* EXERCISE OBJECTIVE *
Set out exactly every line of the entries below, starting at the line that holds "filename tests/architectural-enforcement/src/lib.rs" and stopping after the line that holds "One offending line".

* DATA *
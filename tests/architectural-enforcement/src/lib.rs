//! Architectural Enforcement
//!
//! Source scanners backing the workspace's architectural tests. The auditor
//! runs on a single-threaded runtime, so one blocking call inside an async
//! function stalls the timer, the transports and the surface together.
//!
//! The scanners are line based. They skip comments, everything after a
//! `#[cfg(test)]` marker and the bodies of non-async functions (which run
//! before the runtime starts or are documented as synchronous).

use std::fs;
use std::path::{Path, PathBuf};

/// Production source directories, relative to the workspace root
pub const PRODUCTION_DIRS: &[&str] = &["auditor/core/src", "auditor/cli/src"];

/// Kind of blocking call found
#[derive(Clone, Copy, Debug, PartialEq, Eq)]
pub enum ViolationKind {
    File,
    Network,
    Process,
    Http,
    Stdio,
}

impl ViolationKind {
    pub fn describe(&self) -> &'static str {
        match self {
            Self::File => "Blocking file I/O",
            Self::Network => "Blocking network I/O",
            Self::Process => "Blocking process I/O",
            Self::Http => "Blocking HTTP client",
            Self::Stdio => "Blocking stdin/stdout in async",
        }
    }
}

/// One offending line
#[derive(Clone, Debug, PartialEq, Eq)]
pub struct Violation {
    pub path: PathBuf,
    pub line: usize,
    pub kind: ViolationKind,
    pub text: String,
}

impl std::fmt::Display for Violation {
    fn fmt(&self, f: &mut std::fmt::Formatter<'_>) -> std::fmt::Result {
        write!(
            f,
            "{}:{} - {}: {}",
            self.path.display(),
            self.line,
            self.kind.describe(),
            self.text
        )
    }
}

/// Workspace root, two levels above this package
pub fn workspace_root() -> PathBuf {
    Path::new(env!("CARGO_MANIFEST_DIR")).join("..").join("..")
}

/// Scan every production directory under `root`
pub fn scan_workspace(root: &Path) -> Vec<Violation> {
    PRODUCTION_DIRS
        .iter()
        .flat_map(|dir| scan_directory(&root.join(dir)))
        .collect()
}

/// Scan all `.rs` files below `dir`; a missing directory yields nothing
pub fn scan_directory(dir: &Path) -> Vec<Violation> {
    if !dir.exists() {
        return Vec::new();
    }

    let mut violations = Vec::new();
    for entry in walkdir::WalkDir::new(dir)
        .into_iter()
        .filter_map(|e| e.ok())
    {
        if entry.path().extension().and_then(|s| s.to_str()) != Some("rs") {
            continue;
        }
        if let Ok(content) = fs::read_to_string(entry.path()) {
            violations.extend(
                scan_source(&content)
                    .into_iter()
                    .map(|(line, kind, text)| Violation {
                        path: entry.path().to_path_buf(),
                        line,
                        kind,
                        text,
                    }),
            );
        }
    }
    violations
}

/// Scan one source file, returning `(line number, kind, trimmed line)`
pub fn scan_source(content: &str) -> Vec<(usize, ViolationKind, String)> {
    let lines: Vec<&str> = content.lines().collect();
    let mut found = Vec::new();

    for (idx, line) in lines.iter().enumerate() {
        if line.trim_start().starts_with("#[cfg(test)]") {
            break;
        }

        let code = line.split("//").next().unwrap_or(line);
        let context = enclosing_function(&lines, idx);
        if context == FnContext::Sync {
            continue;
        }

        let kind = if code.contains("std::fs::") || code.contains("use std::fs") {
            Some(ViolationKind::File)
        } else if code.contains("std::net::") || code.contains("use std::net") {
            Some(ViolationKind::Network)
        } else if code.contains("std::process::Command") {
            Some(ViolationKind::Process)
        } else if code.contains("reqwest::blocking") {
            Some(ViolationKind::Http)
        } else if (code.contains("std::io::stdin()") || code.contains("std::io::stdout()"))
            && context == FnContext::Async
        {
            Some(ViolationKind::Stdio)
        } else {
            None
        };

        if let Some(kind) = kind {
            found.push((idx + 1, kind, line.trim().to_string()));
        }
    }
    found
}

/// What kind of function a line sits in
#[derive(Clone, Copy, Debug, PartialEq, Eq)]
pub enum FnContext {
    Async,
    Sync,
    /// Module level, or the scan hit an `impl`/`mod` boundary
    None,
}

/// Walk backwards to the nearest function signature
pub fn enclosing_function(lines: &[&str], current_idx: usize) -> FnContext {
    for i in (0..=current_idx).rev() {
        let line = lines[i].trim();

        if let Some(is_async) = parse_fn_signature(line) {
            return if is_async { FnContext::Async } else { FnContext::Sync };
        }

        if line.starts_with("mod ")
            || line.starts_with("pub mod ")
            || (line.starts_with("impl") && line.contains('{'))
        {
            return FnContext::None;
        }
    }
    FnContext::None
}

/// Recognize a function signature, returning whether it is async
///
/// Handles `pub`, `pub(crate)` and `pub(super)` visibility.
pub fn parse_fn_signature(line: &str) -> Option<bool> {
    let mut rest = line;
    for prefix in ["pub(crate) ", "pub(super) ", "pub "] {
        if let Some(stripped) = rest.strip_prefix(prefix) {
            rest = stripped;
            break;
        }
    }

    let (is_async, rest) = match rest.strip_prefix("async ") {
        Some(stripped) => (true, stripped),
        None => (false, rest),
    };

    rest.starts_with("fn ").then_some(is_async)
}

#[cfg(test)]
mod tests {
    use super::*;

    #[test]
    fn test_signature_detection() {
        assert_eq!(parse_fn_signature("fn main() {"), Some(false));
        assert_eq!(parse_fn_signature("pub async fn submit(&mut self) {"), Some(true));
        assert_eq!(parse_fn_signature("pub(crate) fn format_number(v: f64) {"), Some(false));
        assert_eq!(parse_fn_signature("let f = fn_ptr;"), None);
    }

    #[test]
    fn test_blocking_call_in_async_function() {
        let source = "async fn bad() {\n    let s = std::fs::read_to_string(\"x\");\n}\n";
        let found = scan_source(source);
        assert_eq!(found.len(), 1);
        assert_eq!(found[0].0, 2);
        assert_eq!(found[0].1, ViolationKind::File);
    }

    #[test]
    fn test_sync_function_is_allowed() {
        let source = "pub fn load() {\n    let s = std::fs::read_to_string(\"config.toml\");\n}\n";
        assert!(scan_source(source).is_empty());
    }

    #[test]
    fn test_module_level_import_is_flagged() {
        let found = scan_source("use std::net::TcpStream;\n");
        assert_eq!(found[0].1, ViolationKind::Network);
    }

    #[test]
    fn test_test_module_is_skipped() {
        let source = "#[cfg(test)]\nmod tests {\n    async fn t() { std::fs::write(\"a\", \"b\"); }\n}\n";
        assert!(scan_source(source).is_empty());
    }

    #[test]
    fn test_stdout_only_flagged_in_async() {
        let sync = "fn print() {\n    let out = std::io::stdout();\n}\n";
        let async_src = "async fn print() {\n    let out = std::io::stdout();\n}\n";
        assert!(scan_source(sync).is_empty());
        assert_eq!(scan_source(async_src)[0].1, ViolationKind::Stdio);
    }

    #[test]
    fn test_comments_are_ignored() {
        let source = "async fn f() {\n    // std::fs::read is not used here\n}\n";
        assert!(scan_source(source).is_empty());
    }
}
==
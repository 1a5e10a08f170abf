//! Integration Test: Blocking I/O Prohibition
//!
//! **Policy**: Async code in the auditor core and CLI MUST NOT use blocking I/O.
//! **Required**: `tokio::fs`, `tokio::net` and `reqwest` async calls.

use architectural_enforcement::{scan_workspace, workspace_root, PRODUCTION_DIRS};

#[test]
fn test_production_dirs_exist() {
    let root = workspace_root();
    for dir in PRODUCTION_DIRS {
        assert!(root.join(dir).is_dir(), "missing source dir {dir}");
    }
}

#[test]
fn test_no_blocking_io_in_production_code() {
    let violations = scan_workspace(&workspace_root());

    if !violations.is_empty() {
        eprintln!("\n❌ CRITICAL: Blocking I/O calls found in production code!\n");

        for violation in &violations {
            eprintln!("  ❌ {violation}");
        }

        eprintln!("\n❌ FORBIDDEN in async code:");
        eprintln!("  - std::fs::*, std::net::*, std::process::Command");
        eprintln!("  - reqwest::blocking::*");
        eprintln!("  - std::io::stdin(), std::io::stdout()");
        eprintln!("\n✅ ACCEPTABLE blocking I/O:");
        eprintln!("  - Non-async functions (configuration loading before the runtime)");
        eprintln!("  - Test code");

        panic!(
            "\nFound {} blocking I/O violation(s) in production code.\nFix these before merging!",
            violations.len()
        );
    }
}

* RESPONSE TO THIS TASK *
filename tests/architectural-enforcement/src/lib.rs
//! Architectural Enforcement
//!
//! Source scanners backing the workspace's architectural tests. The auditor
//! runs on a single-threaded runtime, so one blocking call inside an async
//! function stalls the timer, the transports and the surface together.
//!
//! The scanners are line based. They skip comments, everything after a
//! `#[cfg(test)]` marker and the bodies of non-async functions (which run
//! before the runtime starts or are documented as synchronous).

use std::fs;
use std::path::{Path, PathBuf};

/// Production source directories, relative to the workspace root
pub const PRODUCTION_DIRS: &[&str] = &["auditor/core/src", "auditor/cli/src"];

/// Kind of blocking call found
#[derive(Clone, Copy, Debug, PartialEq, Eq)]
pub enum ViolationKind {
    File,
    Network,
    Process,
    Http,
    Stdio,
}

impl ViolationKind {
    pub fn describe(&self) -> &'static str {
        match self {
            Self::File => "Blocking file I/O",
            Self::Network => "Blocking network I/O",
            Self::Process => "Blocking process I/O",
            Self::Http => "Blocking HTTP client",
            Self::Stdio => "Blocking stdin/stdout in async",
        }
    }
}

/// One offending line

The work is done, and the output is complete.